### Material supplied ###
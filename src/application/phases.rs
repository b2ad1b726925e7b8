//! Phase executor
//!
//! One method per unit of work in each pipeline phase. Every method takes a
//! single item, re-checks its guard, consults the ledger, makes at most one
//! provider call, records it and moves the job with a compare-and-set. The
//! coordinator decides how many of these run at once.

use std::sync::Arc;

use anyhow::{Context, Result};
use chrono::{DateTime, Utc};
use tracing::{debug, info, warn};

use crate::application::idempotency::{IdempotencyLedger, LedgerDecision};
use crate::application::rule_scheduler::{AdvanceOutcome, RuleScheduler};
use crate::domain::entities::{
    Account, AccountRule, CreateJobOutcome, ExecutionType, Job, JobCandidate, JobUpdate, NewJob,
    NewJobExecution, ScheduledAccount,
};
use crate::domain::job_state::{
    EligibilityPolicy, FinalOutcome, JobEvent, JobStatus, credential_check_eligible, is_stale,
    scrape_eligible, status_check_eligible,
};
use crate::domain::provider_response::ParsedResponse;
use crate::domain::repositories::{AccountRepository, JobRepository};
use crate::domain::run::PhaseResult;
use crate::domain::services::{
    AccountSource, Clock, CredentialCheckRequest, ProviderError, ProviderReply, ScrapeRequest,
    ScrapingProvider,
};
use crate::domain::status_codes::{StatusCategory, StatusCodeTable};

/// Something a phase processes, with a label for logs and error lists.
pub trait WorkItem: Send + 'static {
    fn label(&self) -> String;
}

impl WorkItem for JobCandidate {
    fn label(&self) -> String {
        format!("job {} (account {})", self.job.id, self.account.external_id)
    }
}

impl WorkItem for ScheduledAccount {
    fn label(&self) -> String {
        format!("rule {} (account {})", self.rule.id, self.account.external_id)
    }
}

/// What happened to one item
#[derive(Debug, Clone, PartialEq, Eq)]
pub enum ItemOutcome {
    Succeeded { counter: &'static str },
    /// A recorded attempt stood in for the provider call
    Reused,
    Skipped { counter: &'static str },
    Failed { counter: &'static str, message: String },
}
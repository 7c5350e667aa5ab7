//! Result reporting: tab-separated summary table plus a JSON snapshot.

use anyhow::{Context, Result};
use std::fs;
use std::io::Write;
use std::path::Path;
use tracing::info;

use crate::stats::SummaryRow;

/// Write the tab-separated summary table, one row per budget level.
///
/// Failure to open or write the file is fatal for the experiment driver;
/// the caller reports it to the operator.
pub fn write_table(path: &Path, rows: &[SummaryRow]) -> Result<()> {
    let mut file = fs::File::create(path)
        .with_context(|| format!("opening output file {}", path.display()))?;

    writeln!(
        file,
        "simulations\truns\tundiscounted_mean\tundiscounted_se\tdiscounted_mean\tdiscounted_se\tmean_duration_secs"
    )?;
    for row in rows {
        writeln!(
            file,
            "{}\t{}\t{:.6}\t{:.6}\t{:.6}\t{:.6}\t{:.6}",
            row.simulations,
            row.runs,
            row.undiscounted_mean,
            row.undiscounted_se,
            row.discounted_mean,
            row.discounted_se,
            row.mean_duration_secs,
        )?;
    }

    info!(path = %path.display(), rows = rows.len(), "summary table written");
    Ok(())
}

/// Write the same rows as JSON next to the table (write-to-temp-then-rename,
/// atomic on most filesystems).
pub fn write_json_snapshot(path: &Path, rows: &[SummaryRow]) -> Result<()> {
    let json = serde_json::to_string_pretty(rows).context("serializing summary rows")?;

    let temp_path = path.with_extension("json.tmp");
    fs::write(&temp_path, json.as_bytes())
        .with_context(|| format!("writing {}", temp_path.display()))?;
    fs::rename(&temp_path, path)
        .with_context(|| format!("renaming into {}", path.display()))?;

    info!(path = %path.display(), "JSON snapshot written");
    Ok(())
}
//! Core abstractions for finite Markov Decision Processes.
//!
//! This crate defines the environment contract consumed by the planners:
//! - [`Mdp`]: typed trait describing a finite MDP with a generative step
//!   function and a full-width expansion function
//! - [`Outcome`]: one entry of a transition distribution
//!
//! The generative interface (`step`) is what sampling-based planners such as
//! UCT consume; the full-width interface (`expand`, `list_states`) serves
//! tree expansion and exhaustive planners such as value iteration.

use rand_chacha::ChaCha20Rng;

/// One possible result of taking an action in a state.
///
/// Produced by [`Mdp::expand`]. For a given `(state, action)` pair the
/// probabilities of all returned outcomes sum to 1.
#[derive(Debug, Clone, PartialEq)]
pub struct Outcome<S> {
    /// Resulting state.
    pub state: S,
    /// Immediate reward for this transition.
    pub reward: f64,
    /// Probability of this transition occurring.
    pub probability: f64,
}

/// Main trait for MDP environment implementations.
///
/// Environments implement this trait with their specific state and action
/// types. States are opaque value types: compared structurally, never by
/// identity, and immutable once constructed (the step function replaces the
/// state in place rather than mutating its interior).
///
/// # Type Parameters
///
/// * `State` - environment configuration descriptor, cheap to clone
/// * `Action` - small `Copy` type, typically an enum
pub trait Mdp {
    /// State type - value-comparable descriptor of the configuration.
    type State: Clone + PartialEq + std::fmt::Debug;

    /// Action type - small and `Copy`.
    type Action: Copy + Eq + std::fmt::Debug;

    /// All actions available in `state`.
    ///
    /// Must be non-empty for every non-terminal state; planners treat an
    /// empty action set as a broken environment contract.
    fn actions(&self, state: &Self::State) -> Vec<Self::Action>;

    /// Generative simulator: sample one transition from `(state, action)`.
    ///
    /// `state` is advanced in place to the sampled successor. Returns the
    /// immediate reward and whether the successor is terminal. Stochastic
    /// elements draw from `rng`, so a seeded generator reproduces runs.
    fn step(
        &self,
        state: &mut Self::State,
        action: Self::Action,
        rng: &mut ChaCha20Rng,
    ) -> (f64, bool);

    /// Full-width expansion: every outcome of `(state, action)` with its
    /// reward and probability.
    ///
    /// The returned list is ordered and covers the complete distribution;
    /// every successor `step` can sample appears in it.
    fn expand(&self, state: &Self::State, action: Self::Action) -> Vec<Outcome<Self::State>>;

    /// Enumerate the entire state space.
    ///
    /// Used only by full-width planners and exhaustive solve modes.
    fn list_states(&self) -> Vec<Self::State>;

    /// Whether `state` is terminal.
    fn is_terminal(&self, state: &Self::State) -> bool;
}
###
### Material supplied ###
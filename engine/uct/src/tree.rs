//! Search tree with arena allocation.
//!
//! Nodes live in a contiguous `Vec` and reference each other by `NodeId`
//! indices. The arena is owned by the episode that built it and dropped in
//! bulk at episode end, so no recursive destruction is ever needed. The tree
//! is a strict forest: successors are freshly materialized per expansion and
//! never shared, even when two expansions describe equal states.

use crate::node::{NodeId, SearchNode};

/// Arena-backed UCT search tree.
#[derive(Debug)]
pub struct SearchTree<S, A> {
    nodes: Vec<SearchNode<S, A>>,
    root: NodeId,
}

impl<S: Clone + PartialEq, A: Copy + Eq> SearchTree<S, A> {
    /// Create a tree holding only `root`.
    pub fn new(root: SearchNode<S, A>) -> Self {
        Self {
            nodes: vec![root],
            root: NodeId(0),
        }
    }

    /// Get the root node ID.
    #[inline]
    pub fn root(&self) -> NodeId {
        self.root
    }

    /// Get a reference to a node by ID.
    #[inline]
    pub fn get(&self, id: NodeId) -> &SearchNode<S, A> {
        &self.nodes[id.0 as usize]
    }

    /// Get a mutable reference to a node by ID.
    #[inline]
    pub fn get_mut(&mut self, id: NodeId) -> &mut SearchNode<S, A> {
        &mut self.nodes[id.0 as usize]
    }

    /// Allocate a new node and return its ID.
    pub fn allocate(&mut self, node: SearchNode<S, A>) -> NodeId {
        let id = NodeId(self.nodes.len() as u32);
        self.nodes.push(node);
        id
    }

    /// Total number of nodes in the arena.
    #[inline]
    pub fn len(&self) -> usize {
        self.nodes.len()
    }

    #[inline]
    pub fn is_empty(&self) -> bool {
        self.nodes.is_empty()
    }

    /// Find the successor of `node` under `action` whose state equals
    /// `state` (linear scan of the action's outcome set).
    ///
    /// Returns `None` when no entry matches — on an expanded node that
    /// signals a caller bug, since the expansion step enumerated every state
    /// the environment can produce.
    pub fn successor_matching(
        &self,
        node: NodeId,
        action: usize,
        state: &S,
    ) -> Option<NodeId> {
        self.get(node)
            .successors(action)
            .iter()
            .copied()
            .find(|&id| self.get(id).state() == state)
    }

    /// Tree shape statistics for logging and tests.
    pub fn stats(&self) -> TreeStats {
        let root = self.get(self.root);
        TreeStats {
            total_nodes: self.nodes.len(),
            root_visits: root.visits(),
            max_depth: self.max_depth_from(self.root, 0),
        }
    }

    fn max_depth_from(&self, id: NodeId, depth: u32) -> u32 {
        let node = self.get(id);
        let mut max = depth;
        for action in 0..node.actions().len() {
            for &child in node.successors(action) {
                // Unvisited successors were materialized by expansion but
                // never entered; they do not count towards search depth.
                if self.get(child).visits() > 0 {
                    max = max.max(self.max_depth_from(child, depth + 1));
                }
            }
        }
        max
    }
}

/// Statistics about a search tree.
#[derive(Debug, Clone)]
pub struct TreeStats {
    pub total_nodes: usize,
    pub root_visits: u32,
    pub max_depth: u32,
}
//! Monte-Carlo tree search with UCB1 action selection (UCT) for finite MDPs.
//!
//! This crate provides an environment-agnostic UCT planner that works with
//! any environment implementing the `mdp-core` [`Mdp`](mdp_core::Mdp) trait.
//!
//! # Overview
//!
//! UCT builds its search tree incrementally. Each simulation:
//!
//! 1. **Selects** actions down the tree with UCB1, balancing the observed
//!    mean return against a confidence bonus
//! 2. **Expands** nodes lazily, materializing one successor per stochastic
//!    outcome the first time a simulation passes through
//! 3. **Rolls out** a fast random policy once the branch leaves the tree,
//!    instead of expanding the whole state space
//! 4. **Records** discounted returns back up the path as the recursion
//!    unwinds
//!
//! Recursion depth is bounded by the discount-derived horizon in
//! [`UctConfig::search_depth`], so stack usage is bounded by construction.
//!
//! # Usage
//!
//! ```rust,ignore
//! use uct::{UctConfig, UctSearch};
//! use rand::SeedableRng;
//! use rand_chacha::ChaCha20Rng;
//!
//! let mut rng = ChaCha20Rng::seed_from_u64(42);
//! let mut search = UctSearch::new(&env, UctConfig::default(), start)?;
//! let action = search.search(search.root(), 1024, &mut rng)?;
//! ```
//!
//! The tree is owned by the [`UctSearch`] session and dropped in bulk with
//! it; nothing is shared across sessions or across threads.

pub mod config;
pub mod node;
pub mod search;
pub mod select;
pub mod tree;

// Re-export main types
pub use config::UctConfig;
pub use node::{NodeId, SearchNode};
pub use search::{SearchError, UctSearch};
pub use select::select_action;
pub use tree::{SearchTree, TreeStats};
###
### Material supplied ###
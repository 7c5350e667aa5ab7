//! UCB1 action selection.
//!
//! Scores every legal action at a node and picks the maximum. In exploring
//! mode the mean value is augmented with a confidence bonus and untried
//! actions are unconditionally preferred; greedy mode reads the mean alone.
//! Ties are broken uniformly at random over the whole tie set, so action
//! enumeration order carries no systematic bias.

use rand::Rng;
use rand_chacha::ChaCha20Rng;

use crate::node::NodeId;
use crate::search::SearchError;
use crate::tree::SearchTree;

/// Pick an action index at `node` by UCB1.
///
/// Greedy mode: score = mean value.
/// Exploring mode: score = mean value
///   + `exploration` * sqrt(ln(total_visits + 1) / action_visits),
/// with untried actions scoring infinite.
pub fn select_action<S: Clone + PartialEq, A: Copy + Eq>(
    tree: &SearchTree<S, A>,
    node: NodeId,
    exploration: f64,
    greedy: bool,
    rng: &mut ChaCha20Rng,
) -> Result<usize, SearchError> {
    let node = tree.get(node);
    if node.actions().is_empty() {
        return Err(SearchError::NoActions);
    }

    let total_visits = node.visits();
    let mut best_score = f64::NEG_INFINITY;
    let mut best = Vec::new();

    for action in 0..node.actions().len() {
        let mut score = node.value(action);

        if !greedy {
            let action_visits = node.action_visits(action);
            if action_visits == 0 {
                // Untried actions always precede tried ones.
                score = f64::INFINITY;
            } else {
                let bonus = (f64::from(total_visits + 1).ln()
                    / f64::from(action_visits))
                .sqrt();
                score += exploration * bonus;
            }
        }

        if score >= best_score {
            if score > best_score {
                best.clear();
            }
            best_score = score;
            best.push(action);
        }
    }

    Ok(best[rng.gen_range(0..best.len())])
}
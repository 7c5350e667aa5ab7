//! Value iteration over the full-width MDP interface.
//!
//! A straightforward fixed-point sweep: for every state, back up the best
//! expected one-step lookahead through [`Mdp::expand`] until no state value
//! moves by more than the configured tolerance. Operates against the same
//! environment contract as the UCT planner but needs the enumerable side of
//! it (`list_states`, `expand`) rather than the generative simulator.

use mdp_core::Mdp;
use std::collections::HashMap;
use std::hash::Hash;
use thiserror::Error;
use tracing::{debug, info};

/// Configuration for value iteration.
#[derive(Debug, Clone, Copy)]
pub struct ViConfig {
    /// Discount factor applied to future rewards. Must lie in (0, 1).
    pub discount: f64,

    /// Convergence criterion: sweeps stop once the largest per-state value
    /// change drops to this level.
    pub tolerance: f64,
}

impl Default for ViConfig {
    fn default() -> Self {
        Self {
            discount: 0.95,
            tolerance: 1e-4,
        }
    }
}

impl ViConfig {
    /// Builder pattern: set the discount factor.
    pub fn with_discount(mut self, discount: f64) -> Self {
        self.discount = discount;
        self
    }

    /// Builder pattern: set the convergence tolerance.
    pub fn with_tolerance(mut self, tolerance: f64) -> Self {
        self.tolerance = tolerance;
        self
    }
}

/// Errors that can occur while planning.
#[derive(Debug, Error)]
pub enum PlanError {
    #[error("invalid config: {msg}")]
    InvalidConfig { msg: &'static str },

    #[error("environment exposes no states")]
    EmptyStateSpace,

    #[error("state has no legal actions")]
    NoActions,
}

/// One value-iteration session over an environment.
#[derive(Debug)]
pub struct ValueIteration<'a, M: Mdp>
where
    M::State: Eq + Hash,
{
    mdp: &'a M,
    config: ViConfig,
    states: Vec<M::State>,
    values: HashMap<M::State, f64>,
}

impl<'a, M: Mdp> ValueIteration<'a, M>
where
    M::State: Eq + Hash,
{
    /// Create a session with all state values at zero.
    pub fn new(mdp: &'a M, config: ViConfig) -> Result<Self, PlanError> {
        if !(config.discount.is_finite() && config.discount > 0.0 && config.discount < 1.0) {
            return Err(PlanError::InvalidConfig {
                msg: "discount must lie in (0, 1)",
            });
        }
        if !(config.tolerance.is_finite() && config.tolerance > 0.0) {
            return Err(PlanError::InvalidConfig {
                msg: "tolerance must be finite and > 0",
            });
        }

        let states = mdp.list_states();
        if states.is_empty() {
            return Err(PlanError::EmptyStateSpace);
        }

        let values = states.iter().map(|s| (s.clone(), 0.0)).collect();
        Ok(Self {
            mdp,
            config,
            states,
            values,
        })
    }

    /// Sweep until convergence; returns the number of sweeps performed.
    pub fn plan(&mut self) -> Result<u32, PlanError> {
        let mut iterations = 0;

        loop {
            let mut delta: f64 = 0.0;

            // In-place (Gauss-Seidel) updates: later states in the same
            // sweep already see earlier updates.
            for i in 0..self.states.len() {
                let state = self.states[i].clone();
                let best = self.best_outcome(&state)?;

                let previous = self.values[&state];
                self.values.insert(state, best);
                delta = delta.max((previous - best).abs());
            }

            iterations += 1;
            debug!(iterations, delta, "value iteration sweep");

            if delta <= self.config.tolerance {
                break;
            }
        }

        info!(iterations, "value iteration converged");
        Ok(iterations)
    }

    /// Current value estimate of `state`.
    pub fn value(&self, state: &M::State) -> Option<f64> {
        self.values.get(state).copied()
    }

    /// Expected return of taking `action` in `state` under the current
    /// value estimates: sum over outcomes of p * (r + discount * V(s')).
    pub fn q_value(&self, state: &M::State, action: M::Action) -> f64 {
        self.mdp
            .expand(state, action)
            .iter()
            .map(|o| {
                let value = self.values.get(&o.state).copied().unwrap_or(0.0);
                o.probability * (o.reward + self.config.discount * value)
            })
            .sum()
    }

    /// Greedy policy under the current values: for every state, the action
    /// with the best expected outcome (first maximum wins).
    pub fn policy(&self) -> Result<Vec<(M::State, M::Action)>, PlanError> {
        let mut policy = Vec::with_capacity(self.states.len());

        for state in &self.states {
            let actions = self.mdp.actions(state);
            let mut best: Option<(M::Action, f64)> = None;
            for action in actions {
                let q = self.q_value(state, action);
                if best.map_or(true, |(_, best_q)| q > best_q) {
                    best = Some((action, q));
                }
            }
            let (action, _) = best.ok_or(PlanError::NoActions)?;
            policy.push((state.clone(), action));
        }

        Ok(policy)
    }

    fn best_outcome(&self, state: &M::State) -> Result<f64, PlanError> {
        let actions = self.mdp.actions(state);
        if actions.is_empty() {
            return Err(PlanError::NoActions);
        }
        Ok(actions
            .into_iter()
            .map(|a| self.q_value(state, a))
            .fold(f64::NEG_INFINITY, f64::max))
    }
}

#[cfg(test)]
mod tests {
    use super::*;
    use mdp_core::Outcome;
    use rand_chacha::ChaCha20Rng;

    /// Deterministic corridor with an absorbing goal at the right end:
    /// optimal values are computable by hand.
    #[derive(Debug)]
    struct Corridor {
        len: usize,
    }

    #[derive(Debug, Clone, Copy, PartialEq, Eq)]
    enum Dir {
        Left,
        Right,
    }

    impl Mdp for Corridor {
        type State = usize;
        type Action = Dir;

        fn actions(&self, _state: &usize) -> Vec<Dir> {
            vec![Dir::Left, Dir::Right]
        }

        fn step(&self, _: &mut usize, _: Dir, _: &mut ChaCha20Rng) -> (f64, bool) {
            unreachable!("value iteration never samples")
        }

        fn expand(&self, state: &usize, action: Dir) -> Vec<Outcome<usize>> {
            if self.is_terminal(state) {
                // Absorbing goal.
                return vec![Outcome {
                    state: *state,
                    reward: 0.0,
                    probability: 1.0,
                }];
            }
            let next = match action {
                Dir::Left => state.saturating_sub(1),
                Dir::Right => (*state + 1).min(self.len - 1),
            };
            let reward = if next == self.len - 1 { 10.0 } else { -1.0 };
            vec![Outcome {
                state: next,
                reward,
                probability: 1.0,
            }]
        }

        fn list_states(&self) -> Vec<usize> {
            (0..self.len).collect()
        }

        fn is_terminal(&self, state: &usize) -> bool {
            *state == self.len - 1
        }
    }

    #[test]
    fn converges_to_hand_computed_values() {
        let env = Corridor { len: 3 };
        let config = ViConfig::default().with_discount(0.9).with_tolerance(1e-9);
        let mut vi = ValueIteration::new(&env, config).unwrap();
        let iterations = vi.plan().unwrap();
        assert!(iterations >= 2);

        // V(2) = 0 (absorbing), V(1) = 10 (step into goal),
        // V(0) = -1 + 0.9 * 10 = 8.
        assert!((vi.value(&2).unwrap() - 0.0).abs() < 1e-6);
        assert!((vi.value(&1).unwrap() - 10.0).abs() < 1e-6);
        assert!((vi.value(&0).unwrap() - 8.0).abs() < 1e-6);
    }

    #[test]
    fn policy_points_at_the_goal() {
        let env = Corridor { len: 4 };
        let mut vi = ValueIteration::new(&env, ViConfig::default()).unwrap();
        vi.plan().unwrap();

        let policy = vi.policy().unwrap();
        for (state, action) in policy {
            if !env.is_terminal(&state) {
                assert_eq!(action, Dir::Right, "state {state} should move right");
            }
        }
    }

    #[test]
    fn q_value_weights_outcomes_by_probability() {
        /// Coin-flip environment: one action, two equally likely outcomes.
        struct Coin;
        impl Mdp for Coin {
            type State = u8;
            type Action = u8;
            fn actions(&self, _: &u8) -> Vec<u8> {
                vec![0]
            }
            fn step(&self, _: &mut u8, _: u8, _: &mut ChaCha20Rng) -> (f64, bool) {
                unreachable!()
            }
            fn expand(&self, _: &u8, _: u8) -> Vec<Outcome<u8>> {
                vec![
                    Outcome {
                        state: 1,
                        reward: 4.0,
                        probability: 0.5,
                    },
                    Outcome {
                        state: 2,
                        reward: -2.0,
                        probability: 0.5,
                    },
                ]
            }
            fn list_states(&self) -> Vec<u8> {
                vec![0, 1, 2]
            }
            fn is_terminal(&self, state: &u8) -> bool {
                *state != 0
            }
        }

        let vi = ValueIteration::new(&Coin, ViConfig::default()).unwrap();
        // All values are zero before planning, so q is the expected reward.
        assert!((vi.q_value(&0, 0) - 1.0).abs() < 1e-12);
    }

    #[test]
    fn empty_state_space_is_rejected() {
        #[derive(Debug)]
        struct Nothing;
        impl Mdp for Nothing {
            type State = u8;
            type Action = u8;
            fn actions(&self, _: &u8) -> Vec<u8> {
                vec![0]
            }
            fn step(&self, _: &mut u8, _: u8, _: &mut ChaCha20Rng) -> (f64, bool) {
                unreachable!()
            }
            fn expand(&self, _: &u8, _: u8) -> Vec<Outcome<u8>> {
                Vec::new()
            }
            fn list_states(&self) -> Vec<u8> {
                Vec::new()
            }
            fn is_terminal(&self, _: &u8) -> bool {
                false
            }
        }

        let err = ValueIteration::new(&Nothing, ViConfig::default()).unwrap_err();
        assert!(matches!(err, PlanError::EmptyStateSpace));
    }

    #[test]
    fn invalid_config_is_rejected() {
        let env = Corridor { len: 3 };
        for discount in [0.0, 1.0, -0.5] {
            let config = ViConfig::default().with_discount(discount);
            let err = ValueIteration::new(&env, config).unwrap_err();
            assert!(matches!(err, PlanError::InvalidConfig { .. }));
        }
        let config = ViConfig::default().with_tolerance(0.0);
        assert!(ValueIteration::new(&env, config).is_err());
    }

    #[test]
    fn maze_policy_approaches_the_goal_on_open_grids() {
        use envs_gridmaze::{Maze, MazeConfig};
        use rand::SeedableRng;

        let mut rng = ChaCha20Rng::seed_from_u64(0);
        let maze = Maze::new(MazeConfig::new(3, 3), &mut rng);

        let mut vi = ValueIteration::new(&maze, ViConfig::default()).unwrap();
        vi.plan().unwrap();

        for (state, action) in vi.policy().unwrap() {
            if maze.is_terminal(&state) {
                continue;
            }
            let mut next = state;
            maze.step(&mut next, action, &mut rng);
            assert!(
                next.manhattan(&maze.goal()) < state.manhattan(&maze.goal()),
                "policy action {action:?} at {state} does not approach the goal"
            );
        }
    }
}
###
• _What this task involves_
Your answer should consist of the lines from the line with "the convergence tolerance." to the line with "over an environment." above, repeated exactly, both ends included.

• _Reply_
    /// Builder pattern: set the convergence tolerance.
    pub fn with_tolerance(mut self, tolerance: f64) -> Self {
        self.tolerance = tolerance;
        self
    }
}

/// Errors that can occur while planning.
#[derive(Debug, Error)]
pub enum PlanError {
    #[error("invalid config: {msg}")]
    InvalidConfig { msg: &'static str },

    #[error("environment exposes no states")]
    EmptyStateSpace,

    #[error("state has no legal actions")]
    NoActions,
}

/// One value-iteration session over an environment.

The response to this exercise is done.